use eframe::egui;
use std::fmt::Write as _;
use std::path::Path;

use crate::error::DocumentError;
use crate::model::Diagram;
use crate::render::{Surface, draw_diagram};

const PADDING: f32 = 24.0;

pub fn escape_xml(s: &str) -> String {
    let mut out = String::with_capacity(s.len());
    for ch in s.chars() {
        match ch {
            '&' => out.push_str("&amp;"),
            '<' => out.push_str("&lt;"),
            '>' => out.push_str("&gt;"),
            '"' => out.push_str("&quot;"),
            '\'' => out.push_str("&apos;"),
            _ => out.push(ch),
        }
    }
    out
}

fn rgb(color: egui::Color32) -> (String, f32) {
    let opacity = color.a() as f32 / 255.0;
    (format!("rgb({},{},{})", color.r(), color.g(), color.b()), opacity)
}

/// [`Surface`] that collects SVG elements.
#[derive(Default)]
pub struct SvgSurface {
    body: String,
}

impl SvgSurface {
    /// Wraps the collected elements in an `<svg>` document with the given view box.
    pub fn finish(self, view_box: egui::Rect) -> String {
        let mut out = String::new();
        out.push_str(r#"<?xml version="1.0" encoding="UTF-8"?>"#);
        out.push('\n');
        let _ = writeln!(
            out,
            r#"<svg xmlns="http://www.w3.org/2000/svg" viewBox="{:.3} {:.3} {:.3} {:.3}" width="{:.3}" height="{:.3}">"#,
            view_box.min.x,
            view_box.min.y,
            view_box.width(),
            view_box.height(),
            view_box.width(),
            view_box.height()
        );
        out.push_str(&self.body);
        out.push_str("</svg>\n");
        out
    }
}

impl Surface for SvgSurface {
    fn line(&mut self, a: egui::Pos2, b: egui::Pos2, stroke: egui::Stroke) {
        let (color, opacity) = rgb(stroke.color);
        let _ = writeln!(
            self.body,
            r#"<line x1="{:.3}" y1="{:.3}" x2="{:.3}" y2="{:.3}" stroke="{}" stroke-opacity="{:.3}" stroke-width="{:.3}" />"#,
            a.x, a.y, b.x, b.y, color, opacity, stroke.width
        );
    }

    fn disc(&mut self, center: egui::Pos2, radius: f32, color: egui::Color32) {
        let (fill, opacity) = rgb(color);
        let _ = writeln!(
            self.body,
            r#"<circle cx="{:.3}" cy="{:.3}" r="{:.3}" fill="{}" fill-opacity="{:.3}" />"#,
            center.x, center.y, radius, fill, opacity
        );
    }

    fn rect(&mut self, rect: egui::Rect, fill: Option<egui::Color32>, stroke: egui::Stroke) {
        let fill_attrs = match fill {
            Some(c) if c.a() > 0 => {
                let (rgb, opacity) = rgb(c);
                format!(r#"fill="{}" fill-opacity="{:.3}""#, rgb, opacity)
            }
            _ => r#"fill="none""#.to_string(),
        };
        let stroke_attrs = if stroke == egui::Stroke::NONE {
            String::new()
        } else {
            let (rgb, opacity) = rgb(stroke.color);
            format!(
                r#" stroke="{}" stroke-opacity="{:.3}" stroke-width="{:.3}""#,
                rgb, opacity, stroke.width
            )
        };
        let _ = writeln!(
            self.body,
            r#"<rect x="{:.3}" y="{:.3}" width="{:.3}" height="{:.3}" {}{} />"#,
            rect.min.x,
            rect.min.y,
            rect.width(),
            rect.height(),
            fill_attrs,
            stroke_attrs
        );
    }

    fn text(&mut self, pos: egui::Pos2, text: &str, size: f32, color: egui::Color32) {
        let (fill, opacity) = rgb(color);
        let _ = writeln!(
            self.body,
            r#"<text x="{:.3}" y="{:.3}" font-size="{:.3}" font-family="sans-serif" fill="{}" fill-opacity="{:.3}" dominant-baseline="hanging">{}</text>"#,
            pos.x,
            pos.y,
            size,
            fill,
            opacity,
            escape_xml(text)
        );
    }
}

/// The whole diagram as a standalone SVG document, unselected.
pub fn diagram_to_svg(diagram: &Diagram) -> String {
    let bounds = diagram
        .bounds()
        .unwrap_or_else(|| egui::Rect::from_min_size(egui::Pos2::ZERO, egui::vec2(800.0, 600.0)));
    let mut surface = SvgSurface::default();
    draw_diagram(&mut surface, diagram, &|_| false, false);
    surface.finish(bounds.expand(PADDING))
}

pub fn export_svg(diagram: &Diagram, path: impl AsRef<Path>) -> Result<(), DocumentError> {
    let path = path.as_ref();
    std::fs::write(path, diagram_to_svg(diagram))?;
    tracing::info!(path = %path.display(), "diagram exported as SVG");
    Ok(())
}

========================================

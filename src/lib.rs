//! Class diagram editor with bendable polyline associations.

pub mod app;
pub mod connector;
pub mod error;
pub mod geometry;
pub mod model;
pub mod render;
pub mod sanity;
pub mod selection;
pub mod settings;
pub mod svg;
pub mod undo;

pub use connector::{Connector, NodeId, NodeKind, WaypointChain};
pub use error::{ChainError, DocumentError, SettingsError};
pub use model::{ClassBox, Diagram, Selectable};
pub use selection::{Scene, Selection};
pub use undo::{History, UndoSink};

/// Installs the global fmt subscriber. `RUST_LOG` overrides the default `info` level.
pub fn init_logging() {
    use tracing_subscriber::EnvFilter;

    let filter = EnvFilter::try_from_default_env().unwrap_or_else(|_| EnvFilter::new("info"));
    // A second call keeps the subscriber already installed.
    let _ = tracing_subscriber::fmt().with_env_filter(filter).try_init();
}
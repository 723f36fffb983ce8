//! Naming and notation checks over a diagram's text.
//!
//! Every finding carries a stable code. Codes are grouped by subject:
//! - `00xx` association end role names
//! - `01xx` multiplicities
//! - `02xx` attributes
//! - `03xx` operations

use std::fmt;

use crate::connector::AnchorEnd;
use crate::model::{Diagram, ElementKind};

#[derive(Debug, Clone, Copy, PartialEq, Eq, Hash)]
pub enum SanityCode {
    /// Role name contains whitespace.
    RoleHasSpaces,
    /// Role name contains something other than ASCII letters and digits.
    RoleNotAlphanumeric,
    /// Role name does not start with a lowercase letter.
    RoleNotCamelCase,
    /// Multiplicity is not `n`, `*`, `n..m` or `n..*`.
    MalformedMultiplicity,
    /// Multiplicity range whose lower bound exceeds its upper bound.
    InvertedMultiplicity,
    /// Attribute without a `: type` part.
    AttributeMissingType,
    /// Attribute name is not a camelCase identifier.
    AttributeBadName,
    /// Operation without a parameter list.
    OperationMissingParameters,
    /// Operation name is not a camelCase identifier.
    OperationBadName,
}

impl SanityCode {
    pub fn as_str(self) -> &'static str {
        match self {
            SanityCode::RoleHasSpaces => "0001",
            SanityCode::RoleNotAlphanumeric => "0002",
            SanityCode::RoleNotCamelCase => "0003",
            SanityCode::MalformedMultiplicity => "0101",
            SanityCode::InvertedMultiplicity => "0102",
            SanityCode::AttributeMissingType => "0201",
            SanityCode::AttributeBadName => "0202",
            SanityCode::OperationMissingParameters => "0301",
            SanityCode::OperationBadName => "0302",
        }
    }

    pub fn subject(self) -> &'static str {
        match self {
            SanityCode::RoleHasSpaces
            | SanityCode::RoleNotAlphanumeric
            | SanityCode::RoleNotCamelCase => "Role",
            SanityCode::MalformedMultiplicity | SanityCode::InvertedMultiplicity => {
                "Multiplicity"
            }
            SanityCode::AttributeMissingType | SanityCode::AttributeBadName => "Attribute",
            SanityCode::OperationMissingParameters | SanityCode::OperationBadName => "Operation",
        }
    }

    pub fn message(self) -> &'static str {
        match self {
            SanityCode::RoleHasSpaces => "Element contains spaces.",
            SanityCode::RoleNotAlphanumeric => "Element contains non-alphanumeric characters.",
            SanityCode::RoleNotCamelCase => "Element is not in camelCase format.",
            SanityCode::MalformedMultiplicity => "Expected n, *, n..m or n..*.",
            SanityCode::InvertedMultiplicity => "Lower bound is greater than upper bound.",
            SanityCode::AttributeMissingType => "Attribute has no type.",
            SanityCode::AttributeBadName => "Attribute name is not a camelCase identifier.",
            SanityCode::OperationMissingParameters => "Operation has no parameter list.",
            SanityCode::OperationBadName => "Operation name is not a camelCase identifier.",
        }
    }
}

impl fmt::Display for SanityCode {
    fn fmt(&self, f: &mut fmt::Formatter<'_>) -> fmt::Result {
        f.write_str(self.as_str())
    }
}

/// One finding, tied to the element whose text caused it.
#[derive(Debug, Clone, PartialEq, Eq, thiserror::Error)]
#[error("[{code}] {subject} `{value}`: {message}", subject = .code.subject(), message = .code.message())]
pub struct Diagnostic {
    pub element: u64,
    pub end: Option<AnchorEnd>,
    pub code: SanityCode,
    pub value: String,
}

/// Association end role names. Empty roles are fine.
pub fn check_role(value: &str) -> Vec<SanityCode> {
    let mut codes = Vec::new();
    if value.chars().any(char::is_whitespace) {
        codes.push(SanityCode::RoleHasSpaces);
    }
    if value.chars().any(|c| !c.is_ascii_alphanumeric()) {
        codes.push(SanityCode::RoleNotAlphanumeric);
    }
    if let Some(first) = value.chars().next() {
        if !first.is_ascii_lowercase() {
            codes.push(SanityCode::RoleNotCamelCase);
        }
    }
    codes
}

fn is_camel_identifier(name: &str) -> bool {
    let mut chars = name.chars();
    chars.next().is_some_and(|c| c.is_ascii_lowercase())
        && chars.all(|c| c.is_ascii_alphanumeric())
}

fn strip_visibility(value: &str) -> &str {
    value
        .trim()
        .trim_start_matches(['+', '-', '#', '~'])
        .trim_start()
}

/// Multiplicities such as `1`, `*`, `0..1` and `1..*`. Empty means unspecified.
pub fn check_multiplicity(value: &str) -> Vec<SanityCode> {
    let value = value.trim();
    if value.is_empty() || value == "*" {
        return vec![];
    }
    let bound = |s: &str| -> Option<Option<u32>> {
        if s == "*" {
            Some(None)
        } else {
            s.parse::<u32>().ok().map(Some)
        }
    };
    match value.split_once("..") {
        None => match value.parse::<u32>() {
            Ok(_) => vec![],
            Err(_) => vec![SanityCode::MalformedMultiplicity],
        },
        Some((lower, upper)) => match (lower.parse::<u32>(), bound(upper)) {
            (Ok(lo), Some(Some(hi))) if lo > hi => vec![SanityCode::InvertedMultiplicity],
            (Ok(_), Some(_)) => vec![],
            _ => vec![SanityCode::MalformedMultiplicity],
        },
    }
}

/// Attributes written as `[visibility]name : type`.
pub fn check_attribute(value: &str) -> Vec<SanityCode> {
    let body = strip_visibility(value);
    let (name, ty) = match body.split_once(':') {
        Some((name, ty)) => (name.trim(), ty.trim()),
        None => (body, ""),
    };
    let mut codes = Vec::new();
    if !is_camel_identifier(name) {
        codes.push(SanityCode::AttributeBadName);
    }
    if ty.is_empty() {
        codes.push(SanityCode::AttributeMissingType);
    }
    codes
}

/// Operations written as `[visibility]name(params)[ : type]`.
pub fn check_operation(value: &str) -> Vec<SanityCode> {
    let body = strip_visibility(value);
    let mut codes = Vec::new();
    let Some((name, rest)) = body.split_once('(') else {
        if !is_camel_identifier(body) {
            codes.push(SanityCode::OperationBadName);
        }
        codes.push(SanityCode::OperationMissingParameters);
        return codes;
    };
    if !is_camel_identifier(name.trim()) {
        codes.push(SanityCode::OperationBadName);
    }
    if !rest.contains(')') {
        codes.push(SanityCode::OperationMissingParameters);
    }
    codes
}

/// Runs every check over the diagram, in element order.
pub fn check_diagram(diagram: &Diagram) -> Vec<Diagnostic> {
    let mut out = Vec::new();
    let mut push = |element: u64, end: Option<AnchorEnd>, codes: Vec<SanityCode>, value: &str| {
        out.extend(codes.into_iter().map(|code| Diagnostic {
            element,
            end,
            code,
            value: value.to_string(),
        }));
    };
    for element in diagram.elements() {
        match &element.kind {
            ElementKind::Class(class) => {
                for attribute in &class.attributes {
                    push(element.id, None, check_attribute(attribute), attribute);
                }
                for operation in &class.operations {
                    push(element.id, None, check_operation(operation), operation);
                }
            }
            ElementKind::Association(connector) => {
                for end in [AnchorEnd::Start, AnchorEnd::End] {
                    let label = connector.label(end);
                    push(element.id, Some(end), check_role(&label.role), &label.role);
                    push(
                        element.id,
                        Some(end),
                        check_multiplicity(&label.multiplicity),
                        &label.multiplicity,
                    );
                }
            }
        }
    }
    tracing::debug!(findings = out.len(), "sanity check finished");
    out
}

========================================

#### [ASSIGNED TASK]
The answer must be a single number: the count of lines above that contain the word "path".

#### [OUTPUT OF THE EXERCISE]
5